Are you tired of working too many long hours? Do you feel occasional pangs of guilt that you “should be” spending more time with your loved ones? Or working out and staying fit? Or engaging in your hobbies and passions? Or keeping up with the stacks of unread books and magazines? Or just going out and having more fun?

You’re not alone. For women with a successful career track record, a yearning for “work-life balance” is high on the list of desires. If you find yourself in this situation, ask yourself these 5 questions … and be completely honest with yourself as you answer them:

  1. How often is the “should” word coming up in your thoughts and feelings of guilt? The word “should” is a big clue that you’re feeling external pressures from family, friends, and society. It means you’re not feeling like you’re totally empowered to make your own choices. Assume you ARE empowered to make your own choices. Then ask yourself how would you spend your time, if you had it YOUR way?
  2. Do you worry that you would be perceived as not being committed enough to your job if you went home before 6pm? Many women over-work to over-compensate for lack of self-esteem/self-confidence. Sheryl Sandburg said in her best selling book “Lean In”: “ Slowly, it began to dawn on me that my job did not really require that I spend 12 full hours a day in the office. I had believed that others were demanding this of me … but in truth I was torturing myself.” Unfortunately, the traditional practice of judging employees and promotability by face time rather than results still persists in most companies. But ask yourself if the promotable men in your office are working as many hours as you are. If they’re not, then why are you?
  3. Are you spending all your time at work because your home life isn’t very satisfying?
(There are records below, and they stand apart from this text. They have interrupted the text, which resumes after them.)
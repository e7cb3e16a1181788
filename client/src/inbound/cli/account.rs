//! Commands shared by both binaries: sign in, sign up, sign out, refresh.

use std::io::{self, BufRead, Write};
use std::path::PathBuf;

use clap::{Args, Subcommand};

use crate::domain::ports::{ApiTransport, SessionStore};
use crate::domain::{
    ApiClient, AuthService, Backend, Error, LoginCredentials, Page, RegistrationForm,
};

use super::bootstrap::ClientOverrides;
use super::{App, Outcome, Terminal};

/// Flags that override loaded settings.
#[derive(Debug, Clone, Default, Args)]
pub struct ConnectionArgs {
    /// Backend origin, e.g. `http://127.0.0.1:8000`.
    #[arg(long, global = true, value_name = "URL")]
    pub base_url: Option<String>,
    /// File holding the stored tokens.
    #[arg(long, global = true, value_name = "PATH")]
    pub session_file: Option<PathBuf>,
}

impl From<ConnectionArgs> for ClientOverrides {
    fn from(args: ConnectionArgs) -> Self {
        Self {
            base_url: args.base_url,
            session_file: args.session_file,
        }
    }
}

/// Account subcommands.
#[derive(Debug, Clone, PartialEq, Eq, Subcommand)]
pub enum AccountCommand {
    /// Sign in and store the token pair.
    Login {
        /// Account name.
        #[arg(long)]
        username: String,
        /// Password; prompted for when omitted.
        #[arg(long)]
        password: Option<String>,
    },
    /// Create an account.
    Register {
        /// Requested account name.
        #[arg(long)]
        username: String,
        /// Contact email.
        #[arg(long, default_value_t)]
        email: String,
        /// Password; prompted for when omitted.
        #[arg(long)]
        password: Option<String>,
        /// Repeated password; prompted for when omitted.
        #[arg(long)]
        confirm_password: Option<String>,
    },
    /// Forget the stored tokens.
    Logout,
    /// Exchange the refresh token for a new access token.
    Refresh,
}

impl App {
    fn backend(self) -> Backend {
        match self {
            Self::Expenses => Backend::Expenses,
            Self::Blog => Backend::Blog,
        }
    }
}

/// Run an account command.
///
/// # Errors
///
/// Returns an error only when the terminal cannot be written or read.
pub async fn run<T, S, I, O, E>(
    client: ApiClient<T, S>,
    command: AccountCommand,
    term: &mut Terminal<I, O, E>,
) -> io::Result<Outcome>
where
    T: ApiTransport,
    S: SessionStore,
    I: BufRead,
    O: Write,
    E: Write,
{
    let auth = AuthService::new(client, term.app().backend());
    let result = match command {
        AccountCommand::Login { username, password } => {
            let password = match password {
                Some(password) => password,
                None => term.prompt("Password")?,
            };
            match LoginCredentials::try_from_parts(&username, &password) {
                Ok(credentials) => auth.login(&credentials).await,
                Err(error) => Err(Error::validation(error.to_string())),
            }
        }
        AccountCommand::Register {
            username,
            email,
            password,
            confirm_password,
        } => {
            let password = match password {
                Some(password) => password,
                None => term.prompt("Password")?,
            };
            let confirm_password = match confirm_password {
                Some(confirm) => confirm,
                None => term.prompt("Confirm password")?,
            };
            let form = RegistrationForm {
                username,
                email,
                password,
                confirm_password,
            };
            auth.register(&form).await
        }
        AccountCommand::Logout => auth.logout(),
        AccountCommand::Refresh => auth.refresh().await.map(|()| Page::Index),
    };
    match result {
        Ok(page) => {
            term.navigate(&page)?;
            Ok(Outcome::Completed)
        }
        Err(error) => term.show_error(&error),
    }
}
Or because you have no one to come home to? Or because you’re avoiding certain people in your life? Many of us, especially women who are going through a rocky transition in their personal life such as divorce, separation, or an unsatisfying marriage ALSO have a tendency to bury themselves in their work as an “escape”. Of course that’s a trap because if spend all our time working, how can we ever hope to “have a life” and develop new relationships? Could you be a more interesting, multi-dimensional person if you spend time on a variety of activities and passions, and not just work?
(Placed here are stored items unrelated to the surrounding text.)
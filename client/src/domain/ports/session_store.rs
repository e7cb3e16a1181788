//! Driven port for persisting the signed-in session.
//!
//! The store holds two keys, `access` and `refresh`. A missing store or a
//! missing access key both mean "signed out".

use super::define_port_error;
use crate::domain::Session;

define_port_error! {
    /// Errors raised by session persistence.
    pub enum SessionStoreError {
        /// Underlying storage could not be read or written.
        Io { message: String } =>
            "session storage failed: {message}",
        /// Stored data could not be parsed.
        Corrupt { message: String } =>
            "stored session is unreadable: {message}",
    }
}

/// Port for loading and saving tokens.
#[cfg_attr(test, mockall::automock)]
pub trait SessionStore: Send + Sync {
    /// Current session, or `None` when signed out.
    fn load(&self) -> Result<Option<Session>, SessionStoreError>;

    /// Replace the stored session.
    fn save(&self, session: &Session) -> Result<(), SessionStoreError>;

    /// Remove both tokens. Clearing an empty store succeeds.
    fn clear(&self) -> Result<(), SessionStoreError>;
}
  4. Is it difficult to say “No” to people who request your help or your time? Many women have difficulty saying “No” because they need to be liked, and don’t want to turn people away. Take a close look at how you spend your time. Are you focusing most of your time on truly important activities? What activities can you let go of? Stop feeling guilty. Learn to say “No” very tactfully, and with a smile. It’s time to set clearer boundaries so that you don’t get drained of your precious energy. And once you set your boundaries and communicate them to the people in your life, then stick by them.
  5. Are you trying to do everything yourself?  Have you tried delegating tasks to other people … and given up because they didn’t meet your expectations? Many of us are perfectionists. We have very high standards and we like to see things done our way. The problem is that if we insist on adhering to our standards, we end up doing everything ourselves. Effective delegation requires that the person to whom you are delegating have the right skills, experience, and motivation to succeed. This includes tasks at home as well as at your workplace. You may have to train them as well as communicate the expected outcomes and timeframes. But they need some freedom to do the task the best way THEY think it should be done, which might be different than how YOU would do it. Let them do it. Done is better than perfect, isn’t it?

The best way to achieve work/life balance and make room for both life and career is to make deliberate choices, set your limits and stick by them. Do the best with what you’ve got, make the best choices you can … and accept them. You’ll have peace of mind and a lot less stress.